While we didn’t plan for it to happen this way, it’s entirely fitting that this weekend we are dedicating a new perpetual plaque here at St. John’s. The plaque, which adorns the wall right outside the entrance to this sanctuary, has been given in memory of Chuck Herbert. Chuck hoped that we would one day have a marker to record the names of all the pastors who have served our congregation. Pastors are ordinary human beings. We are certainly not worthy of being idolized. We are here to point you to Jesus and his word, and in so doing, strive to be good leaders.

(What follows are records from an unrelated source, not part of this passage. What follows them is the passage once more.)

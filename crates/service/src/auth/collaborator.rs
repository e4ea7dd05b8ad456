use async_trait::async_trait;

use super::domain::{LoginRequest, LoginResponse, RemoteUser};
use super::errors::CollaboratorError;

/// External authentication capability the resolver delegates to.
#[async_trait]
pub trait AuthCollaborator: Send + Sync {
    /// Verify `identifier`/`secret` and return the identity with a token.
    async fn verify(&self, request: &LoginRequest) -> Result<LoginResponse, CollaboratorError>;

    /// Check that a previously issued token is still valid.
    async fn validate_token(&self, token: &str) -> Result<RemoteUser, CollaboratorError>;
}

/// In-memory collaborator for tests, benches and offline demos.
///
/// It only stands in for the remote service: the resolver still applies the
/// role-match rule to whatever it returns.
pub mod mock {
    use super::*;
    use std::collections::HashMap;
    use std::sync::atomic::{AtomicUsize, Ordering};
    use std::sync::{Mutex, MutexGuard, PoisonError};
    use std::time::Duration;

    use models::Role;

    struct MockAccount {
        secret: String,
        user: RemoteUser,
    }

    #[derive(Default)]
    pub struct MockAuthCollaborator {
        accounts: Mutex<HashMap<String, MockAccount>>, // key: lowercase identifier
        tokens: Mutex<HashMap<String, RemoteUser>>,    // key: issued token
        latency: Mutex<Option<Duration>>,
        failure: Mutex<Option<CollaboratorError>>,
        verify_calls: AtomicUsize,
        validate_calls: AtomicUsize,
    }

    fn lock<T>(m: &Mutex<T>) -> MutexGuard<'_, T> {
        m.lock().unwrap_or_else(PoisonError::into_inner)
    }

    impl MockAuthCollaborator {
        pub fn new() -> Self {
            Self::default()
        }

        pub fn with_account(self, identifier: &str, secret: &str, role: Role, display_name: &str) -> Self {
            self.add_account(identifier, secret, role.as_str(), display_name);
            self
        }

        /// Register an account; `role` is free text as on the real wire.
        pub fn add_account(&self, identifier: &str, secret: &str, role: &str, display_name: &str) {
            let key = identifier.trim().to_lowercase();
            let user = RemoteUser { id: format!("user-{}", uuid::Uuid::new_v4()), role: role.to_string(), display_name: display_name.to_string() };
            lock(&self.accounts).insert(key, MockAccount { secret: secret.to_string(), user });
        }

        /// Delay every answer, e.g. to keep a submit in flight.
        pub fn set_latency(&self, latency: Option<Duration>) {
            *lock(&self.latency) = latency;
        }

        /// Make every call fail with `error` until reset with `None`.
        pub fn fail_with(&self, error: Option<CollaboratorError>) {
            *lock(&self.failure) = error;
        }

        /// Invalidate every token issued so far.
        pub fn revoke_tokens(&self) {
            lock(&self.tokens).clear();
        }

        pub fn verify_calls(&self) -> usize {
            self.verify_calls.load(Ordering::SeqCst)
        }

        pub fn validate_calls(&self) -> usize {
            self.validate_calls.load(Ordering::SeqCst)
        }

        async fn simulate(&self) -> Result<(), CollaboratorError> {
            let latency = *lock(&self.latency);
            if let Some(d) = latency {
                tokio::time::sleep(d).await;
            }
            match lock(&self.failure).clone() {
                Some(e) => Err(e),
                None => Ok(()),
            }
        }
    }

    #[async_trait]
    impl AuthCollaborator for MockAuthCollaborator {
        async fn verify(&self, request: &LoginRequest) -> Result<LoginResponse, CollaboratorError> {
            self.verify_calls.fetch_add(1, Ordering::SeqCst);
            self.simulate().await?;
            let key = request.identifier.trim().to_lowercase();
            let user = {
                let accounts = lock(&self.accounts);
                match accounts.get(&key) {
                    Some(a) if a.secret == request.secret => a.user.clone(),
                    _ => return Err(CollaboratorError::Rejected("invalid credentials".into())),
                }
            };
            let token = format!("mock-{}", uuid::Uuid::new_v4());
            lock(&self.tokens).insert(token.clone(), user.clone());
            Ok(LoginResponse { token, user })
        }

        async fn validate_token(&self, token: &str) -> Result<RemoteUser, CollaboratorError> {
            self.validate_calls.fetch_add(1, Ordering::SeqCst);
            self.simulate().await?;
            lock(&self.tokens)
                .get(token)
                .cloned()
                .ok_or_else(|| CollaboratorError::Rejected("token expired or revoked".into()))
        }
    }

}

That is why we remember the birth of Martin Luther today. God used this humble man from out-of-the-way Wittenberg to shine the light of the Gospel brightly into his day and, thankfully, into ours as well. It is good that we remember Martin Luther’s birth. It is even better that we remember and believe in the One to whom Luther always pointed: Jesus Christ, our Savior and Lord.

Amen.

A bonus quote from Luther:
“I beg not to have my name mentioned, and to call people, not Lutheran, but Christian. What is Luther? The doctrine is not mine, nor have I been crucified for any one. St. Paul would not suffer Christians to be called after Peter, but only after Christ. Why should I—miserable piece of corruption that I am—have this honor, that the children of Christ should be called after my abominable name? No, no, my dear friends; let us abolish party names, and be called Christians after Christ, whose doctrine we have.”iii.

i. Credit due to Dr. Lawrence R. Rast Jr. for his sermon for this commemoration, from which much of this message is drawn
ii. LCMS Facebook posting, A Prayer for Our Nation, 11 November 2016
iii. “Why the Name Lutheran?” Theological Monthly 1, vol. 6 (June 1921): 174.